According to Marianne Bender, a state attorney at Økokrim, the agency’s ability to trace the stolen funds on the blockchain showcases their expertise in combating sophisticated digital crimes. Collaborating with FBI specialists has strengthened their efforts in tracking cryptocurrency and combating profit-motivated cybercriminal activities.
The Ronin Network, created by Vietnamese blockchain game developer Sky Mavis as an Ethereum sidechain for the Axie Infinity game, fell victim to a breach by the Lazarus APT group, which is backed by Pyongyang. The hackers managed to steal an estimated $618m in cryptocurrency and cash, marking it as the largest cyber-heist in history.
Økokrim’s recent success in seizing $30m in stolen funds from Ronin demonstrates their commitment to combating cybercrime. Chainalysis, a blockchain analysis firm involved in the operation, revealed that North Korean hackers are utilizing the crypto mixer Tornado Cash to launder the stolen funds efficiently.

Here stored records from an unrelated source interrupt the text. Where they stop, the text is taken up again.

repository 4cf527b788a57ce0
//! Estado en memoria get/set/clear.
//!
//! Dos namespaces (`data` y `model`) con el mismo comportamiento: un mapa
//! clave -> `Payload` de proceso completo. La ejecución es monohilo, por lo
//! que `RefCell` basta; introducir concurrencia exigiría sincronización
//! explícita sobre este espacio de claves.

use std::cell::RefCell;
use std::collections::HashMap;

use crate::model::Payload;

#[derive(Debug)]
pub struct StateStore {
    name: &'static str,
    inner: RefCell<HashMap<String, Payload>>,
}

impl StateStore {
    pub fn new(name: &'static str) -> Self {
        Self {
            name,
            inner: RefCell::new(HashMap::new()),
        }
    }

    /// Sobrescribe incondicionalmente el slot.
    pub fn set(&self, key: &str, value: Payload) {
        log::debug!("SAVING ``{}`` to {} state in memory", key, self.name);
        self.inner.borrow_mut().insert(key.to_string(), value);
    }

    /// Devuelve un clon del último valor guardado, si existe.
    pub fn get(&self, key: &str) -> Option<Payload> {
        log::debug!("LOADING ``{}`` from {} state in memory", key, self.name);
        self.inner.borrow().get(key).cloned()
    }

    pub fn contains(&self, key: &str) -> bool {
        self.inner.borrow().contains_key(key)
    }

    pub fn clear(&self) {
        self.inner.borrow_mut().clear();
    }
}

#[derive(Debug)]
pub struct States {
    pub data: StateStore,
    pub model: StateStore,
}

impl Default for States {
    fn default() -> Self {
        Self {
            data: StateStore::new("data"),
            model: StateStore::new("model"),
        }
    }
}
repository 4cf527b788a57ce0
//! LazyLoad: referencia diferida a un `DataModule`.
//!
//! Un marcador ligero que dice: "cuando el step se despache, pide al handler
//! la carga memoizada de este módulo y entrega el resultado como argumento".
//! La construcción es puro metadato; nunca hace I/O.

use std::rc::Rc;

use indexmap::IndexMap;

use super::handler::DataModuleHandler;
use super::module::DataModule;
use crate::errors::CoreError;
use crate::model::Payload;

/// Conjunto de módulos que cada pipeline de categoría arma para sus
/// definiciones (clave de artifact -> módulo cacheado).
pub type ModuleSet = IndexMap<String, Rc<DataModule>>;

#[derive(Debug, Clone)]
pub struct LazyLoad {
    dm: Option<Rc<DataModule>>,
}

impl LazyLoad {
    pub fn new(dm: Option<Rc<DataModule>>) -> Self {
        Self { dm }
    }

    /// Handle sobre la entrada `key` del conjunto; un módulo ausente sólo
    /// falla al resolver, no al declarar.
    pub fn from_set(modules: &ModuleSet, key: &str) -> Self {
        Self::new(modules.get(key).cloned())
    }

    pub fn resolve(&self, handler: &DataModuleHandler) -> Result<Payload, CoreError> {
        let dm = self.dm.as_ref().ok_or(CoreError::UnresolvedDependency)?;
        handler.load_dm(dm)
    }
}
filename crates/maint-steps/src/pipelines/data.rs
//! Pipeline de datos: limpieza, features y transformación de distribuciones.

use std::rc::Rc;

use maint_core::{
    create_step_map, Category, CoreError, DataModuleHandler, PipelineContext, StepCatalog,
    StepFactory,
};

use super::module_set;

pub struct DataPipeline {
    ctx: Rc<PipelineContext>,
    handler: Rc<DataModuleHandler>,
    catalog: Rc<StepCatalog>,
}

impl DataPipeline {
    pub fn new(
        ctx: Rc<PipelineContext>,
        handler: Rc<DataModuleHandler>,
        catalog: Rc<StepCatalog>,
    ) -> Self {
        Self { ctx, handler, catalog }
    }

    /// Cada step se checkpointea: el siguiente relee el artifact persistido
    /// de su predecesor a través de su handle perezoso.
    pub fn process(&self) -> Result<(), CoreError> {
        let modules = module_set(
            &self.handler,
            &["raw-data", "processed-data", "feature-eng"],
        )?;
        let defs = self.catalog.get_step_defs(Category::Processing, &modules)?;
        let factory = StepFactory::new(
            Rc::clone(&self.ctx),
            Rc::clone(&self.handler),
            create_step_map(defs),
        );
        let order = ["preprocess", "build-features", "transform-distributions"];
        factory.run_pipeline(&order, &order)
    }
}
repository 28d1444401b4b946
pub mod event;

pub use event::Event;
use std::collections::HashMap;

use async_trait::async_trait;
use chrono::{DateTime, Utc};
use tokio::sync::RwLock;

use super::{EventStore, StorageResult};
use crate::error::StorageError;
use crate::models::Event;

/// Хранилище в памяти. Одна блокировка на всю карту: проверка
/// существования и изменение выполняются под одним захватом.
#[derive(Debug, Default)]
pub struct MemoryEventStore {
    events: RwLock<HashMap<String, Event>>,
}

impl MemoryEventStore {
    pub fn new() -> Self {
        Self::default()
    }
}

#[async_trait]
impl EventStore for MemoryEventStore {
    async fn create_event(&self, event: &Event) -> StorageResult<()> {
        let mut events = self.events.write().await;

        if events.contains_key(&event.id) {
            return Err(StorageError::AlreadyExists(event.id.clone()));
        }

        events.insert(event.id.clone(), event.clone());
        Ok(())
    }

    async fn update_event(&self, event: &Event) -> StorageResult<()> {
        let mut events = self.events.write().await;

        match events.get_mut(&event.id) {
            Some(stored) => {
                *stored = event.clone();
                Ok(())
            }
            None => Err(StorageError::NotFound(event.id.clone())),
        }
    }

    async fn delete_event(&self, id: &str) -> StorageResult<()> {
        let mut events = self.events.write().await;

        events
            .remove(id)
            .map(|_| ())
            .ok_or_else(|| StorageError::NotFound(id.to_string()))
    }

    async fn get_events_by_period(
        &self,
        owner: &str,
        start: DateTime<Utc>,
        end: DateTime<Utc>,
    ) -> StorageResult<Vec<Event>> {
        let events = self.events.read().await;

        Ok(events
            .values()
            .filter(|e| e.owner == owner && e.start_date >= start && e.start_date < end)
            .cloned()
            .collect())
    }

    async fn get_events(&self) -> StorageResult<Vec<Event>> {
        let events = self.events.read().await;
        Ok(events.values().cloned().collect())
    }
}
pub mod calendar;
pub mod consumer;
pub mod producer;
pub mod scheduler;
//! Хранилище событий: общий контракт и две реализации (память, PostgreSQL).

pub mod memory;
pub mod sql;

use async_trait::async_trait;
use chrono::{DateTime, Utc};

use crate::error::StorageError;
use crate::models::Event;

pub use memory::MemoryEventStore;
pub use sql::PgEventStore;

pub type StorageResult<T> = Result<T, StorageError>;

/// Контракт хранилища. Обе реализации ведут себя одинаково;
/// вызывающий получает копии записей, а не ссылки внутрь хранилища.
#[async_trait]
pub trait EventStore: Send + Sync {
    /// `AlreadyExists`, если событие с таким id уже есть.
    async fn create_event(&self, event: &Event) -> StorageResult<()>;

    /// Полная замена записи. `NotFound`, если id неизвестен.
    async fn update_event(&self, event: &Event) -> StorageResult<()>;

    async fn delete_event(&self, id: &str) -> StorageResult<()>;

    /// События владельца с `start <= start_date < end`, порядок не задан.
    async fn get_events_by_period(
        &self,
        owner: &str,
        start: DateTime<Utc>,
        end: DateTime<Utc>,
    ) -> StorageResult<Vec<Event>>;

    /// Все события. Нужно только планировщику для полного обхода.
    async fn get_events(&self) -> StorageResult<Vec<Event>>;
}
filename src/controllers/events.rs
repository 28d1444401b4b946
use axum::{
    body::Bytes,
    extract::{Query, State},
    routing::{delete, get, post, put},
    Json, Router,
};
use serde::{de::DeserializeOwned, Deserialize, Serialize};
use std::sync::Arc;

use crate::error::AppError;
use crate::models::Event;
use crate::AppState;

pub fn routes() -> Router<Arc<AppState>> {
    Router::new()
        .route("/create", post(create_event))
        .route("/update", put(update_event))
        .route("/delete", delete(delete_event))
        .route("/getDay", get(get_events_day))
        .route("/getWeek", get(get_events_week))
        .route("/getMonth", get(get_events_month))
}

#[derive(Debug, Deserialize)]
pub struct OwnerQuery {
    pub owner: Option<String>,
}

impl OwnerQuery {
    fn owner(&self) -> Result<&str, AppError> {
        match self.owner.as_deref() {
            Some(owner) if !owner.is_empty() => Ok(owner),
            _ => Err(AppError::validation("owner", "owner is required")),
        }
    }
}

#[derive(Debug, Serialize, Deserialize)]
pub struct DeleteRequest {
    #[serde(default)]
    pub id: String,
}

// Ошибка разбора JSON отдаётся как 400 с текстом ошибки
fn decode_body<T: DeserializeOwned>(body: &Bytes) -> Result<T, AppError> {
    if body.is_empty() {
        return Err(AppError::validation("body", "body is required"));
    }
    serde_json::from_slice(body).map_err(|e| AppError::validation("body", e.to_string()))
}

pub async fn create_event(
    State(state): State<Arc<AppState>>,
    body: Bytes,
) -> Result<Json<Event>, AppError> {
    let event: Event = decode_body(&body)?;
    let created = state.calendar.create_event(event).await?;
    Ok(Json(created))
}

pub async fn update_event(
    State(state): State<Arc<AppState>>,
    body: Bytes,
) -> Result<Json<Event>, AppError> {
    let event: Event = decode_body(&body)?;
    let updated = state.calendar.update_event(event).await?;
    Ok(Json(updated))
}

pub async fn delete_event(
    State(state): State<Arc<AppState>>,
    body: Bytes,
) -> Result<Json<DeleteRequest>, AppError> {
    let request: DeleteRequest = decode_body(&body)?;
    if request.id.is_empty() {
        return Err(AppError::MissingId);
    }

    state.calendar.delete_event(&request.id).await?;
    Ok(Json(request))
}

pub async fn get_events_day(
    State(state): State<Arc<AppState>>,
    Query(params): Query<OwnerQuery>,
) -> Result<Json<Vec<Event>>, AppError> {
    let events = state.calendar.get_events_day(params.owner()?).await?;
    Ok(Json(events))
}

pub async fn get_events_week(
    State(state): State<Arc<AppState>>,
    Query(params): Query<OwnerQuery>,
) -> Result<Json<Vec<Event>>, AppError> {
    let events = state.calendar.get_events_week(params.owner()?).await?;
    Ok(Json(events))
}

pub async fn get_events_month(
    State(state): State<Arc<AppState>>,
    Query(params): Query<OwnerQuery>,
) -> Result<Json<Vec<Event>>, AppError> {
    let events = state.calendar.get_events_month(params.owner()?).await?;
    Ok(Json(events))
}
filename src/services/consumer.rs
//! Приём событий из Kafka и сохранение их в хранилище.

use rdkafka::config::ClientConfig;
use rdkafka::consumer::{CommitMode, Consumer, StreamConsumer};
use rdkafka::error::KafkaError;
use rdkafka::message::Message;
use std::sync::Arc;
use tokio_util::sync::CancellationToken;
use tracing::{debug, error, info, warn};

use crate::config::KafkaConfig;
use crate::error::{ConsumeError, StorageError};
use crate::models::Event;
use crate::services::calendar::{new_event_id, validate_event};
use crate::storage::EventStore;

/// Итог обработки одного сообщения.
#[derive(Debug, Clone, PartialEq, Eq)]
pub enum ConsumeOutcome {
    Created(String),
    /// Событие с таким id уже сохранено (повторная доставка).
    Duplicate(String),
}

/// Декодирует событие из JSON, проверяет его и сохраняет
/// как новое: напоминание всегда ждёт отправки.
pub async fn consume_message(
    store: &dyn EventStore,
    payload: Option<&[u8]>,
) -> Result<ConsumeOutcome, ConsumeError> {
    let payload = match payload {
        Some(bytes) if !bytes.is_empty() => bytes,
        _ => return Err(ConsumeError::EmptyPayload),
    };

    let mut event: Event = serde_json::from_slice(payload)?;
    validate_event(&event)?;

    if event.id.is_empty() {
        event.id = new_event_id();
    }
    event.is_send = false;
    event.truncate_start_date();

    match store.create_event(&event).await {
        Ok(()) => Ok(ConsumeOutcome::Created(event.id)),
        Err(StorageError::AlreadyExists(id)) => Ok(ConsumeOutcome::Duplicate(id)),
        Err(err) => Err(err.into()),
    }
}

pub struct KafkaConsumer {
    consumer: StreamConsumer,
    store: Arc<dyn EventStore>,
    topic: String,
}

impl KafkaConsumer {
    pub fn new(config: &KafkaConfig, store: Arc<dyn EventStore>) -> Result<Self, KafkaError> {
        let consumer: StreamConsumer = ClientConfig::new()
            .set("bootstrap.servers", &config.brokers)
            .set("group.id", &config.group)
            .set("client.id", &config.service_name)
            .set("enable.auto.commit", "false")
            .set("auto.offset.reset", "earliest")
            .set("session.timeout.ms", "6000")
            .set("enable.partition.eof", "false")
            .create()?;

        consumer.subscribe(&[config.consume_topic.as_str()])?;

        info!(
            brokers = %config.brokers,
            group = %config.group,
            topic = %config.consume_topic,
            "Kafka consumer subscribed"
        );

        Ok(Self {
            consumer,
            store,
            topic: config.consume_topic.clone(),
        })
    }

    /// Читает сообщения до отмены токена. Смещение фиксируется только
    /// после успешного сохранения; ошибки логируются, сообщение пропускается.
    pub async fn run(self, token: CancellationToken) {
        info!(topic = %self.topic, "Consumer started");

        loop {
            let message = tokio::select! {
                _ = token.cancelled() => break,
                received = self.consumer.recv() => received,
            };

            let message = match message {
                Ok(message) => message,
                Err(e) => {
                    error!(error = %e, "Failed to receive message");
                    continue;
                }
            };

            match consume_message(self.store.as_ref(), message.payload()).await {
                Ok(outcome) => {
                    match &outcome {
                        ConsumeOutcome::Created(id) => info!(id = %id, "Event stored from message"),
                        ConsumeOutcome::Duplicate(id) => debug!(id = %id, "Event already stored, skipping"),
                    }
                    if let Err(e) = self.consumer.commit_message(&message, CommitMode::Async) {
                        warn!(
                            partition = message.partition(),
                            offset = message.offset(),
                            error = %e,
                            "Failed to commit offset"
                        );
                    }
                }
                Err(e) => {
                    error!(
                        partition = message.partition(),
                        offset = message.offset(),
                        error = %e,
                        "Failed to handle message"
                    );
                }
            }
        }

        info!("Consumer stopped");
    }
}
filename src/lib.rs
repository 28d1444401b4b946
pub mod config;
pub mod controllers;
pub mod database;
pub mod error;
pub mod logger;
pub mod models;
pub mod services;
pub mod storage;

use anyhow::Context;
use axum::{routing::get, Router};
use std::sync::Arc;
use tower_http::trace::TraceLayer;
use tracing::info;

use crate::config::DatabaseConfig;
use crate::database::Database;
use crate::services::calendar::Calendar;
use crate::storage::{EventStore, MemoryEventStore, PgEventStore};

// Shared state для HTTP-слоя
#[derive(Clone)]
pub struct AppState {
    pub calendar: Calendar,
}

impl AppState {
    pub fn new(store: Arc<dyn EventStore>) -> Arc<Self> {
        Arc::new(Self {
            calendar: Calendar::new(store),
        })
    }
}

/// Выбирает хранилище один раз при старте. Для PostgreSQL
/// сразу применяет встроенные миграции.
pub async fn open_store(config: &DatabaseConfig) -> anyhow::Result<Arc<dyn EventStore>> {
    if config.in_memory {
        info!("Using in-memory event store");
        return Ok(Arc::new(MemoryEventStore::new()));
    }

    let db = Database::connect(config)
        .await
        .context("failed to connect to database")?;
    info!("Database connected");

    db.run_migrations()
        .await
        .context("failed to run migrations")?;

    Ok(Arc::new(PgEventStore::new(&db)))
}

pub fn app(state: Arc<AppState>) -> Router {
    Router::new()
        .route("/", get(|| async { concat!("Calendar API v", env!("CARGO_PKG_VERSION")) }))
        .route("/health", get(|| async { "OK" }))
        .merge(controllers::routes())
        .with_state(state)
        .layer(TraceLayer::new_for_http())
}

The urgency in tracking and seizing stolen cryptocurrency stems from the potential use of these funds by North Korea to finance its expanding missile program. Marianne Bender emphasized the importance of preventing the flow of money that could support North Korea’s nuclear weapons program by intercepting cryptocurrency and preventing its conversion into physical assets.
The funds recently seized by Norwegian authorities will be returned to Sky Mavis to facilitate the reimbursement of affected customers. This successful operation highlights the collaborative efforts between international agencies in combating cybercrime and disrupting illicit financial activities orchestrated by threat actors.